И потом началось писание протоколов, закусывание и болтовня, совсем как в риксдаге.

— Здесь всегда так? — спросил Фальк.

— Весело это, господин? — отвечал Эриксон. — Волосы рвать на себе хочется! Изменой и предательством называю я это. Один эгоизм и своекорыстие! Ни одного человека с сердцем, который повел бы дело дальше! Поэтому и кончится тем, чем должно кончиться!

— Чем же именно?

— Мы увидим! — сказал столяр и схватил руку Оле. — Готов ли ты? — продолжал он. — Не ударь лицом в грязь, потому что в критике не будет недостатка!

Оле хитро подмигнул.

— Подмастерье, орнаментщик Оле Монтанус заявил о желании прочесть реферат о Швеции, — начал опять председатель. — Материал, кажется мне, несколько обилен и взят обще; но если вы обещаете покончить в полчаса, тогда мы готовы вас слушать.
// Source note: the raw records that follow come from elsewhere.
//! API handlers
//!
//! Author: hephaex@gmail.com

pub mod extract;
pub mod health;
pub mod labels;
pub mod sessions;
pub mod ui;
Как вы полагаете, милостивые государи?

— Да!

— Господин Монтанус, пожалуйте!

Оле встряхнулся, как собака, собирающаяся прыгнуть, и прошел через собрание, окидывавшее его испытующими взглядами.

Председатель вступил в разговор с первой скамьей, а секретарь зевнул перед тем как достать газету, чтобы показать, как мало он намерен слушать доклад.

Оле взошел на эстраду, опустил свои большие веки, пожевал несколько раз, чтобы уверить слушателей, что он начинает; когда действительно стихло, так стихло, что можно было слышать, что́ председатель говорил ротмистру, он начал:

— О Швеции. Несколько мыслей.

И после некоторой паузы:

— Милостивые государи! Неголословным будет то утверждение, что плодотворнейшая идея и сильнейшее стремление наших дней — разрушить близорукое национальное чувство, разделяющее народы и делающее их врагами; мы видели, к каким средствам прибегают для этого всемирные выставки и их влияние — почетные дипломы.

Переглянулись вопросительно.

— Что это за выверт? — сказал Эриксон. — Что-то неожиданно, а так хорошо.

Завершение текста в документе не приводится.